It took several years to make enough insulin to meet the demand, however. An American firm, Eli Lilly and Company in Indianapolis, began commercial production of insulin in 1922, using pork pancreas extracts. The process was patented by the University of Toronto because Banting and Best refused to profit from a patent directly. It would violate a physician’s Hippocratic oath to profit from achieving financial gain by preventing a medical discovery from being made available to all. In addition, they wanted to prevent the possible patenting by someone else. The production process would then be published and available to all, and no one company would be able to achieve a financially lucrative monopoly. By 1923, Eli Lilly and Company was producing enough insulin to treat ten thousand people with diabetes. A History of Diabetes 10 © 2004 NYSNA, all rights reserved. Material may not be reproduced without written permission.

In 1923, the Nobel Prize in medicine was awarded to Banting and Macleod for the discovery of insulin. Banting shared half his prize with Best, and Macleod shared half of his with Collip. To be fair, there were others who had done similar work on the internal secretion of the pancreas, including Nicolas Paulesco of Romania, Georg Ludwig Zuelzer of Germany, E.L. Scott from Chicago and others. However, Banting, Best, Macleod and Collip were the ones who were able to bring the task to completion. Interestingly, ligating the pancreatic duct of the pancreas to prevent the external secretion from destroying the internal secretion was not necessary. What was necessary was the purification of the extract itself, which was done by the use of an alcohol solution. Even at this early stage, it was recognized that treatment with insulin needed to be ongoing. As Banting accepted the Nobel Prize, he ended his lecture with the statement: “Insulin is not a cure for diabetes, it is a treatment” (Forsham, 1982, p. 3).

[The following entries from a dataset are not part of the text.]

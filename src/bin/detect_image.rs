// 该文件是 Shanan （山南西风） 项目的一部分。
// src/bin/detect_image.rs - 单张图像检测
//
// 本文件根据 Apache 许可证第 2.0 版（以下简称“许可证”）授权使用；
// 除非遵守该许可证条款，否则您不得使用本文件。
// 您可通过以下网址获取许可证副本：
// http://www.apache.org/licenses/LICENSE-2.0
// 除非适用法律要求或书面同意，根据本许可协议分发的软件均按“原样”提供，
// 不附带任何形式的明示或暗示的保证或条件。
// 有关许可权限与限制的具体条款，请参阅本许可协议。
//
// Copyright (C) 2026 Johann Li <me@qinka.pro>, Wareless Group

use std::path::PathBuf;

use anyhow::{Context, Result, bail};
use clap::Parser;
use tracing::info;

use shanan_detect::{
  config::{DEFAULT_MODEL_PATH, parse_confidence},
  model::load_runtime,
  service::{DetectionService, DetectorOptions, FALLBACK_CONFIDENCE},
};

/// 对单张图像执行检测并保存标注结果
#[derive(Parser, Debug)]
#[command(author, version, about, long_about = None)]
pub struct Args {
  /// 模型地址（yolo26:///path/model.rknn 或模型文件路径）
  #[arg(long, env = "MODEL_PATH", default_value = DEFAULT_MODEL_PATH, value_name = "MODEL")]
  pub model: String,
  /// 输入图像
  #[arg(long, value_name = "FILE")]
  pub input: PathBuf,
  /// 标注图像保存路径
  #[arg(long, default_value = "result.jpg", value_name = "FILE")]
  pub output: PathBuf,
  /// 置信度阈值 (0.0 - 1.0)
  #[arg(
    long,
    default_value_t = FALLBACK_CONFIDENCE,
    value_parser = parse_confidence,
    value_name = "THRESHOLD"
  )]
  pub conf: f32,
}

fn main() -> Result<()> {
  tracing_subscriber::fmt::init();

  let args = Args::parse();

  info!("模型地址: {}", args.model);
  info!("输入图像: {}", args.input.display());
  info!("输出路径: {}", args.output.display());

  let runtime = load_runtime(&args.model)?;
  let service = DetectionService::new(
    runtime,
    DetectorOptions {
      confidence: args.conf,
      verbose: true,
    },
  );

  let bytes = std::fs::read(&args.input)
    .with_context(|| format!("无法读取图像 {}", args.input.display()))?;

  info!("开始推理...");
  let now = std::time::Instant::now();
  let Some(result) = service.predict(&bytes) else {
    bail!("无法识别的图像: {}", args.input.display());
  };
  info!("推理完成，耗时: {:.2?}", now.elapsed());

  result
    .image
    .save(&args.output)
    .with_context(|| format!("无法保存标注图像 {}", args.output.display()))?;
  info!(
    "检测到 {} 个物体，标注图像已保存到 {}",
    result.detections.len(),
    args.output.display()
  );

  println!("{}", serde_json::to_string_pretty(&result.detections)?);

  Ok(())
}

Early clinical use of insulin was very cautious by many physicians. It was recognized that too much insulin could cause hypoglycemia, or low blood sugar, which was potentially dangerous. It was also soon realized that use of insulin did not allow the abandonment of diet, but rather required a balance of both. It remained to be learned just how much insulin was necessary. Should all glycosuria be eliminated? During this period, it became understood that sugar levels in the blood (in addition to urine levels) were important, but testing blood sugar levels initially proved difficult, requiring large samples. In 1910, it took 20 cc of blood to do a crude blood sugar test. By 1920 this requirement dropped to 0.2cc.

The first commercially prepared insulins were made from pork and beef sources, and were short acting, with a peak action of about 3 hours and a duration of about 6 hours, resulting in a requirement of 4 injections per day. Allergic reactions, particularly skin reactions at the site of injection, were common due to contaminants in the preparations. With better purification processes over time, however, this became less of a problem. By 1970, it is estimated that insulin preparations were 95% pure, reaching 99.9% by 1982.

A longer acting insulin was developed in 1937 (protamine zinc insulin), followed by NPH insulin becoming available in 1938 and Lente insulin in 1952. These insulins had a peak effect at approximately 8 to 10 hours after the injection, allowing fewer injections per day.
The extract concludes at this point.